◆ **RAW DATA**
--------------------------------

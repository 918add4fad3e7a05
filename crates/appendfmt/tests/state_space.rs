//! Exhaustive check of the append operation against a plain reference model.
//!
//! Enumerates every combination of buffer state, separator, rendered text
//! and flag mask (including unrecognized bits) and compares content, length
//! and the unchanged-on-failure guarantee.

use af_appendfmt::{append_flags_sep_format, dump, measure_append, AppendFlags, Error};

#[derive(Debug, Clone, Copy)]
enum BufState {
    /// No target at all: only the length comes back.
    NoTarget,
    Absent,
    Present(&'static str),
}

const BUFFERS: &[BufState] = &[
    BufState::NoTarget,
    BufState::Absent,
    BufState::Present(""),
    BufState::Present("foo"),
    BufState::Present("foo\r\n\r"),
    BufState::Present("\r\n"),
    BufState::Present("\n\nx\r"),
];

const SEPARATORS: &[Option<&str>] = &[None, Some(""), Some("; "), Some("\r\n")];

const TEXTS: &[&str] = &["", "bar", "bar\r\n", "\r", "\n\n"];

const INVALID_MASKS: &[u32] = &[1 << 4, (1 << 4) | 1, 0xff, 1 << 31];

fn is_crlf(c: char) -> bool {
    c == '\r' || c == '\n'
}

/// The documented behavior, written the slow obvious way.
fn model(buf: Option<&str>, flags: AppendFlags, sep: Option<&str>, text: &str) -> String {
    let old = buf.unwrap_or("");
    let include_sep = sep.is_some()
        && (!old.is_empty() || flags.contains(AppendFlags::SEP_IF_BUFFER_EMPTY))
        && (!text.is_empty() || flags.contains(AppendFlags::SEP_IF_FORMAT_EMPTY));

    let mut out = old.to_string();
    if flags.contains(AppendFlags::TRIM_CRLF_BEFORE) {
        out = out.trim_end_matches(is_crlf).to_string();
    }
    if include_sep {
        out.push_str(sep.unwrap_or_default());
    }
    out.push_str(text);
    if flags.contains(AppendFlags::TRIM_CRLF_AFTER) {
        out = out.trim_end_matches(is_crlf).to_string();
    }
    out
}

fn describe(state: BufState, flags: AppendFlags, sep: Option<&str>, text: &str) -> String {
    let mut msg = format!("state={state:?} flags={flags:?} sep={sep:?}\n");
    msg.push_str(&dump("text", text.as_bytes(), true));
    if let BufState::Present(s) = state {
        msg.push_str(&dump("buffer", s.as_bytes(), true));
    }
    msg
}

#[test]
fn every_valid_combination_matches_model() {
    let mut checked = 0;
    for &state in BUFFERS {
        for &sep in SEPARATORS {
            for &text in TEXTS {
                for bits in 0..16u32 {
                    let flags = AppendFlags::from_bits(bits).unwrap();
                    let ctx = describe(state, flags, sep, text);

                    match state {
                        BufState::NoTarget => {
                            let expected = model(None, flags, sep, text);
                            let len =
                                append_flags_sep_format(None, flags, sep, format_args!("{text}"))
                                    .unwrap();
                            assert_eq!(len, expected.len(), "{ctx}");
                        }
                        BufState::Absent | BufState::Present(_) => {
                            let initial = match state {
                                BufState::Present(s) => Some(s.to_string()),
                                _ => None,
                            };
                            let expected = model(initial.as_deref(), flags, sep, text);

                            let predicted =
                                measure_append(initial.as_deref(), flags, sep, format_args!("{text}"))
                                    .unwrap();

                            let mut buf = initial.clone();
                            let len = append_flags_sep_format(
                                Some(&mut buf),
                                flags,
                                sep,
                                format_args!("{text}"),
                            )
                            .unwrap();

                            let got = buf.as_deref().unwrap_or("<absent>");
                            assert_eq!(
                                got,
                                expected,
                                "{ctx}{}",
                                dump("result", got.as_bytes(), true)
                            );
                            assert_eq!(len, expected.len(), "{ctx}");
                            assert_eq!(predicted, len, "{ctx}");
                        }
                    }
                    checked += 1;
                }
            }
        }
    }
    assert_eq!(checked, BUFFERS.len() * SEPARATORS.len() * TEXTS.len() * 16);
}

#[test]
fn every_invalid_mask_leaves_buffer_untouched() {
    for &state in BUFFERS {
        for &bits in INVALID_MASKS {
            let flags = AppendFlags::from_bits_retain(bits);
            match state {
                BufState::NoTarget => {
                    let err = append_flags_sep_format(None, flags, Some("; "), format_args!("bar"))
                        .unwrap_err();
                    assert_eq!(err.code(), -2);
                }
                BufState::Absent | BufState::Present(_) => {
                    let mut buf = match state {
                        BufState::Present(s) => Some(s.to_string()),
                        _ => None,
                    };
                    let before = buf.clone();
                    let before_ptr = buf.as_ref().map(|s| s.as_ptr());

                    let err = append_flags_sep_format(
                        Some(&mut buf),
                        flags,
                        Some("; "),
                        format_args!("bar"),
                    )
                    .unwrap_err();

                    assert!(matches!(err, Error::InvalidFlags(_)), "{state:?} {bits:#x}");
                    assert_eq!(buf, before);
                    assert_eq!(buf.as_ref().map(|s| s.as_ptr()), before_ptr);
                }
            }
        }
    }
}

#[test]
fn trimming_twice_changes_nothing() {
    for &state in BUFFERS {
        let BufState::Present(s) = state else {
            continue;
        };
        let mut once = Some(s.to_string());
        append_flags_sep_format(
            Some(&mut once),
            AppendFlags::TRIM_CRLF_AFTER,
            None,
            format_args!(""),
        )
        .unwrap();

        let mut twice = once.clone();
        append_flags_sep_format(
            Some(&mut twice),
            AppendFlags::TRIM_CRLF_BOTH,
            None,
            format_args!(""),
        )
        .unwrap();

        assert_eq!(once, twice, "{}", dump("buffer", s.as_bytes(), false));
    }
}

--------------------------------

◆ **WHAT THE TASK ASKS**
Using only the entries above, output the line with "assert_eq!(err.code(), -2);", the line with "let mut twice = once.clone();", and all lines between them, exactly as they stand.

◆ **REPLY TO THE EXERCISE**
                    assert_eq!(err.code(), -2);
                }
                BufState::Absent | BufState::Present(_) => {
                    let mut buf = match state {
                        BufState::Present(s) => Some(s.to_string()),
                        _ => None,
                    };
                    let before = buf.clone();
                    let before_ptr = buf.as_ref().map(|s| s.as_ptr());

                    let err = append_flags_sep_format(
                        Some(&mut buf),
                        flags,
                        Some("; "),
                        format_args!("bar"),
                    )
                    .unwrap_err();

                    assert!(matches!(err, Error::InvalidFlags(_)), "{state:?} {bits:#x}");
                    assert_eq!(buf, before);
                    assert_eq!(buf.as_ref().map(|s| s.as_ptr()), before_ptr);
                }
            }
        }
    }
}

#[test]
fn trimming_twice_changes_nothing() {
    for &state in BUFFERS {
        let BufState::Present(s) = state else {
            continue;
        };
        let mut once = Some(s.to_string());
        append_flags_sep_format(
            Some(&mut once),
            AppendFlags::TRIM_CRLF_AFTER,
            None,
            format_args!(""),
        )
        .unwrap();

        let mut twice = once.clone();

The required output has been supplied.